A recent study now raises the possibility that sleep could be affected by the degree to which someone feels like his or her life is purposeful or meaningful. Arlener Turner, Christine Smith and Jason Ong of the Northwestern University School of Medicine found that people who reported having a greater sense of purpose in life also reported getting better sleep—even when taking into consideration age, gender, race and level of education.
To establish this link, the researchers recruited a sample of 825 older Americans to participate in a study where they reported on their sense of purpose in life along with the quality of their sleep. The majority of these participants were female (77 percent), and slightly more than half were African-American (54 percent). The participants were, on average, 79 years old. A sense of purpose in life was measured using a survey where participants rated how much they agreed with each of 10 statements, such as “Some people wander aimlessly through life, but I am not one of them.” The results showed that participants who reported having a greater sense of purpose in life also reported higher quality sleep on a regular basis, as well as fewer symptoms of sleep disorders. Importantly, the researchers found that their findings held true for both the white Americans and black Americans who participated in the study.

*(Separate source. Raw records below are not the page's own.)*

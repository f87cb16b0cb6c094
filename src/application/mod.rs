pub mod index_service;
pub mod matcher;

pub use index_service::IndexService;
pub use matcher::Matcher;
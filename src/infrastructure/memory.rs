use std::collections::{BTreeMap, HashMap};
use std::sync::atomic::{AtomicU64, Ordering};
use std::sync::{Arc, RwLock};

use async_trait::async_trait;
use log::debug;

use crate::domain::document::{IndexedRecord, Metric};
use crate::domain::vector_store::{RawScore, ScoredMatch, VectorIndex, VectorStore};
use crate::error::MatchError;

#[derive(Debug)]
struct IndexData {
    dimension: usize,
    metric: Metric,
    // Bumped on every create, so a handle obtained before a
    // delete-and-recreate cannot write into the successor index.
    generation: u64,
    // Keyed by record id so upsert overwrites instead of duplicating.
    records: BTreeMap<String, (Vec<f32>, BTreeMap<String, String>)>,
}

type Shared = Arc<RwLock<HashMap<String, IndexData>>>;

/// In-process vector store with brute-force exact scoring.
///
/// Backs the test suite and offline runs; small corpora only. Implements
/// the full index lifecycle contract, including rejection of writes whose
/// vector length disagrees with the declared index dimension.
#[derive(Default, Clone)]
pub struct MemoryStore {
    inner: Shared,
    generations: Arc<AtomicU64>,
}

impl MemoryStore {
    pub fn new() -> Self {
        Self::default()
    }

    fn read(&self) -> Result<std::sync::RwLockReadGuard<'_, HashMap<String, IndexData>>, MatchError> {
        self.inner
            .read()
            .map_err(|_| MatchError::Store("memory store lock poisoned".into()))
    }

    fn write(
        &self,
    ) -> Result<std::sync::RwLockWriteGuard<'_, HashMap<String, IndexData>>, MatchError> {
        self.inner
            .write()
            .map_err(|_| MatchError::Store("memory store lock poisoned".into()))
    }
}

#[async_trait]
impl VectorStore for MemoryStore {
    async fn list_indexes(&self) -> Result<Vec<String>, MatchError> {
        let mut names: Vec<String> = self.read()?.keys().cloned().collect();
        names.sort();
        Ok(names)
    }

    async fn create_index(
        &self,
        name: &str,
        dimension: usize,
        metric: Metric,
    ) -> Result<(), MatchError> {
        if name.is_empty() {
            return Err(MatchError::Store("index name cannot be empty".into()));
        }
        if dimension == 0 {
            return Err(MatchError::Store("index dimension must be at least 1".into()));
        }
        let mut indexes = self.write()?;
        if indexes.contains_key(name) {
            return Err(MatchError::IndexAlreadyExists(name.to_string()));
        }
        debug!("Creating in-memory index '{name}' (dim {dimension}, metric {metric})");
        indexes.insert(
            name.to_string(),
            IndexData {
                dimension,
                metric,
                generation: self.generations.fetch_add(1, Ordering::SeqCst),
                records: BTreeMap::new(),
            },
        );
        Ok(())
    }

    async fn delete_index(&self, name: &str) -> Result<(), MatchError> {
        let mut indexes = self.write()?;
        if indexes.remove(name).is_none() {
            return Err(MatchError::IndexNotFound(name.to_string()));
        }
        Ok(())
    }

    async fn get_index(&self, name: &str) -> Result<Arc<dyn VectorIndex>, MatchError> {
        let indexes = self.read()?;
        let data = indexes
            .get(name)
            .ok_or_else(|| MatchError::IndexNotFound(name.to_string()))?;
        Ok(Arc::new(MemoryIndex {
            name: name.to_string(),
            dimension: data.dimension,
            metric: data.metric,
            generation: data.generation,
            inner: self.inner.clone(),
        }))
    }
}

struct MemoryIndex {
    name: String,
    dimension: usize,
    metric: Metric,
    generation: u64,
    inner: Shared,
}

impl MemoryIndex {
    /// Resolves the live index data for this handle. A handle outlives
    /// neither a delete nor a delete-and-recreate: both invalidate it, so
    /// writes can never land in a successor index with a different schema.
    fn live<'a>(
        &self,
        indexes: &'a mut HashMap<String, IndexData>,
    ) -> Result<&'a mut IndexData, MatchError> {
        let data = indexes
            .get_mut(&self.name)
            .ok_or_else(|| MatchError::IndexNotFound(self.name.clone()))?;
        if data.generation != self.generation {
            return Err(MatchError::IndexNotFound(self.name.clone()));
        }
        Ok(data)
    }
}

#[async_trait]
impl VectorIndex for MemoryIndex {
    fn name(&self) -> &str {
        &self.name
    }

    fn dimension(&self) -> usize {
        self.dimension
    }

    fn metric(&self) -> Metric {
        self.metric
    }

    async fn upsert(&self, records: &[IndexedRecord]) -> Result<(), MatchError> {
        let mut indexes = self
            .inner
            .write()
            .map_err(|_| MatchError::Store("memory store lock poisoned".into()))?;
        let data = self.live(&mut indexes)?;
        // Validate the whole slice against the live index schema, under
        // the write lock, before touching anything: a mismatched record
        // must not leave a partial write behind.
        for record in records {
            if record.vector.len() != data.dimension {
                return Err(MatchError::DimensionMismatch {
                    index: self.name.clone(),
                    expected: data.dimension,
                    actual: record.vector.len(),
                });
            }
        }
        for record in records {
            data.records.insert(
                record.id.clone(),
                (record.vector.clone(), record.metadata.clone()),
            );
        }
        Ok(())
    }

    async fn query(&self, vector: Vec<f32>, top_k: usize) -> Result<Vec<ScoredMatch>, MatchError> {
        let indexes = self
            .inner
            .read()
            .map_err(|_| MatchError::Store("memory store lock poisoned".into()))?;
        let data = indexes
            .get(&self.name)
            .filter(|data| data.generation == self.generation)
            .ok_or_else(|| MatchError::IndexNotFound(self.name.clone()))?;
        if vector.len() != data.dimension {
            return Err(MatchError::DimensionMismatch {
                index: self.name.clone(),
                expected: data.dimension,
                actual: vector.len(),
            });
        }

        let mut scored: Vec<(f32, ScoredMatch)> = data
            .records
            .iter()
            .map(|(id, (v, metadata))| {
                let (order_key, raw_score) = match self.metric {
                    Metric::Cosine => {
                        let s = cosine_similarity(&vector, v);
                        (s, RawScore::Similarity(s))
                    }
                    Metric::Dot => {
                        let s = dot(&vector, v);
                        (s, RawScore::Similarity(s))
                    }
                    // Euclidean is a distance: smaller is better, so rank
                    // by the negated value.
                    Metric::Euclid => {
                        let d = euclidean(&vector, v);
                        (-d, RawScore::Distance(d))
                    }
                };
                (
                    order_key,
                    ScoredMatch {
                        id: id.clone(),
                        metadata: metadata.clone(),
                        raw_score,
                    },
                )
            })
            .collect();

        scored.sort_by(|a, b| b.0.partial_cmp(&a.0).unwrap_or(std::cmp::Ordering::Equal));
        scored.truncate(top_k);
        Ok(scored.into_iter().map(|(_, m)| m).collect())
    }
}

fn dot(a: &[f32], b: &[f32]) -> f32 {
    a.iter().zip(b).map(|(x, y)| x * y).sum()
}

fn euclidean(a: &[f32], b: &[f32]) -> f32 {
    a.iter()
        .zip(b)
        .map(|(x, y)| (x - y) * (x - y))
        .sum::<f32>()
        .sqrt()
}

fn cosine_similarity(a: &[f32], b: &[f32]) -> f32 {
    let norm_a = a.iter().map(|x| x * x).sum::<f32>().sqrt();
    let norm_b = b.iter().map(|x| x * x).sum::<f32>().sqrt();
    if norm_a <= f32::EPSILON || norm_b <= f32::EPSILON {
        return 0.0;
    }
    dot(a, b) / (norm_a * norm_b)
}

#[cfg(test)]
mod tests {
    use super::*;

    fn record(id: &str, vector: Vec<f32>, category: &str) -> IndexedRecord {
        IndexedRecord::new(id, vector).with_metadata("category", category)
    }

    #[tokio::test]
    async fn lifecycle_create_list_delete() {
        let store = MemoryStore::new();
        store.create_index("resumes", 3, Metric::Cosine).await.unwrap();
        assert_eq!(store.list_indexes().await.unwrap(), vec!["resumes"]);

        let err = store.create_index("resumes", 3, Metric::Cosine).await.unwrap_err();
        assert!(matches!(err, MatchError::IndexAlreadyExists(name) if name == "resumes"));

        store.delete_index("resumes").await.unwrap();
        assert!(store.list_indexes().await.unwrap().is_empty());

        let err = store.delete_index("resumes").await.unwrap_err();
        assert!(matches!(err, MatchError::IndexNotFound(_)));
        // `Arc<dyn VectorIndex>` has no Debug impl, so drop the Ok side
        // before unwrapping the error.
        let err = store.get_index("resumes").await.map(|_| ()).unwrap_err();
        assert!(matches!(err, MatchError::IndexNotFound(_)));
    }

    #[tokio::test]
    async fn self_match_is_top_match() {
        let store = MemoryStore::new();
        store.create_index("idx", 3, Metric::Cosine).await.unwrap();
        let index = store.get_index("idx").await.unwrap();
        index
            .upsert(&[
                record("r1", vec![1.0, 0.0, 0.0], "CHEF"),
                record("r2", vec![0.0, 1.0, 0.0], "ENGINEERING"),
            ])
            .await
            .unwrap();

        let results = index.query(vec![1.0, 0.0, 0.0], 2).await.unwrap();
        assert_eq!(results.len(), 2);
        assert_eq!(results[0].id, "r1");
        let top = results[0].raw_score.resolve().unwrap();
        let second = results[1].raw_score.resolve().unwrap();
        assert!((top - 1.0).abs() < 1e-5, "self match should score ~1.0");
        assert!(top > second);
        assert_eq!(
            results[0].metadata.get("category").map(String::as_str),
            Some("CHEF")
        );
    }

    #[tokio::test]
    async fn returns_all_records_when_fewer_than_top_k() {
        let store = MemoryStore::new();
        store.create_index("idx", 2, Metric::Cosine).await.unwrap();
        let index = store.get_index("idx").await.unwrap();
        index
            .upsert(&[
                record("a", vec![1.0, 0.0], "X"),
                record("b", vec![0.0, 1.0], "Y"),
                record("c", vec![0.5, 0.5], "Z"),
            ])
            .await
            .unwrap();

        let results = index.query(vec![1.0, 0.0], 5).await.unwrap();
        assert_eq!(results.len(), 3);
    }

    #[tokio::test]
    async fn upsert_overwrites_by_id() {
        let store = MemoryStore::new();
        store.create_index("idx", 2, Metric::Cosine).await.unwrap();
        let index = store.get_index("idx").await.unwrap();

        index.upsert(&[record("a", vec![1.0, 0.0], "OLD")]).await.unwrap();
        index.upsert(&[record("a", vec![0.0, 1.0], "NEW")]).await.unwrap();

        let results = index.query(vec![0.0, 1.0], 10).await.unwrap();
        assert_eq!(results.len(), 1, "same id must not duplicate");
        assert_eq!(
            results[0].metadata.get("category").map(String::as_str),
            Some("NEW")
        );
        assert!((results[0].raw_score.resolve().unwrap() - 1.0).abs() < 1e-5);
    }

    #[tokio::test]
    async fn dimension_mismatch_leaves_no_partial_write() {
        let store = MemoryStore::new();
        store.create_index("idx", 3, Metric::Cosine).await.unwrap();
        let index = store.get_index("idx").await.unwrap();

        let err = index
            .upsert(&[
                record("ok", vec![1.0, 0.0, 0.0], "X"),
                record("bad", vec![1.0, 0.0], "Y"),
            ])
            .await
            .unwrap_err();
        assert!(matches!(
            err,
            MatchError::DimensionMismatch {
                expected: 3,
                actual: 2,
                ..
            }
        ));

        // The valid record ahead of the bad one must not have been written.
        let results = index.query(vec![1.0, 0.0, 0.0], 10).await.unwrap();
        assert!(results.is_empty());
    }

    #[tokio::test]
    async fn euclid_index_reports_distance_scores() {
        let store = MemoryStore::new();
        store.create_index("idx", 2, Metric::Euclid).await.unwrap();
        let index = store.get_index("idx").await.unwrap();
        index
            .upsert(&[
                record("near", vec![0.1, 0.0], "X"),
                record("far", vec![5.0, 5.0], "Y"),
            ])
            .await
            .unwrap();

        let results = index.query(vec![0.0, 0.0], 2).await.unwrap();
        assert_eq!(results[0].id, "near");
        assert!(matches!(results[0].raw_score, RawScore::Distance(_)));
        let d_near = match results[0].raw_score {
            RawScore::Distance(d) => d,
            _ => unreachable!(),
        };
        assert!((d_near - 0.1).abs() < 1e-5);
    }

    #[tokio::test]
    async fn query_with_wrong_dimension_fails() {
        let store = MemoryStore::new();
        store.create_index("idx", 3, Metric::Cosine).await.unwrap();
        let index = store.get_index("idx").await.unwrap();
        let err = index.query(vec![1.0, 0.0], 1).await.unwrap_err();
        assert!(matches!(err, MatchError::DimensionMismatch { .. }));
    }

    #[tokio::test]
    async fn stale_handle_cannot_write_into_a_recreated_index() {
        let store = MemoryStore::new();
        store.create_index("idx", 3, Metric::Cosine).await.unwrap();
        let old_handle = store.get_index("idx").await.unwrap();

        store.delete_index("idx").await.unwrap();
        store.create_index("idx", 2, Metric::Cosine).await.unwrap();

        // The old handle must not be able to smuggle 3-length vectors
        // into the recreated 2-dimension index.
        let err = old_handle
            .upsert(&[record("r1", vec![0.1, 0.2, 0.3], "X")])
            .await
            .unwrap_err();
        assert!(matches!(err, MatchError::IndexNotFound(_)));
        let err = old_handle.query(vec![1.0, 0.0, 0.0], 1).await.unwrap_err();
        assert!(matches!(err, MatchError::IndexNotFound(_)));

        let new_handle = store.get_index("idx").await.unwrap();
        let results = new_handle.query(vec![1.0, 0.0], 10).await.unwrap();
        assert!(results.is_empty(), "recreated index must contain no stale records");
        new_handle
            .upsert(&[record("r2", vec![1.0, 0.0], "Y")])
            .await
            .unwrap();
        assert_eq!(new_handle.query(vec![1.0, 0.0], 10).await.unwrap().len(), 1);
    }

    #[tokio::test]
    async fn stale_handle_after_delete_reports_index_not_found() {
        let store = MemoryStore::new();
        store.create_index("idx", 2, Metric::Cosine).await.unwrap();
        let index = store.get_index("idx").await.unwrap();
        store.delete_index("idx").await.unwrap();

        let err = index.query(vec![1.0, 0.0], 1).await.unwrap_err();
        assert!(matches!(err, MatchError::IndexNotFound(_)));
    }
}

It is important to emphasize that this study only looked at the association between a sense of purpose and better sleep—the findings cannot say for sure that having a greater sense of purpose causes one to sleep better. An alternative interpretation for the findings is that people who have a greater sense of purpose also tend to have better physical and mental health, which in turn explains their higher quality sleep. Another important limitation of the study is that the findings rely entirely on people’s self-reported sleep symptoms. The researchers did not bring participants into a lab and actually monitor the quality of their sleep. Therefore, it is possible that people with a higher sense of purpose simply remember getting better sleep compared to people who do not report experiencing a sense of purpose in life.
Despite these limitations, this study is the first to suggest any kind of strong link between purpose in life and sleep. Given how common sleep problems are, anything that may suggest new avenues for treatment is important to explore. Perhaps developing a sense of purpose in life could be as effective at improving sleep as following healthy habits, such as limiting coffee. In addition to promoting good sleep hygiene, doctors may end up recommending mindfulness practices or exploring one’s values as ways of helping older adults sleep better. Given how elusive a good night’s sleep has become for many, it’s well worth exploring. The impact of poor sleep goes far beyond our own personal health, as the side effects have the potential to wreak havoc on other people’s lives as well.
Developing a sense of purpose in life may simultaneously convey other benefits in addition to better sleep. Research has linked experiencing purpose in life to a variety of other positive outcomes including better brain functioning, reduced risk of heart attack and even a higher income. People with a greater sense of purpose in their life would surely be better off while also serving as a positive example in the lives of those they know.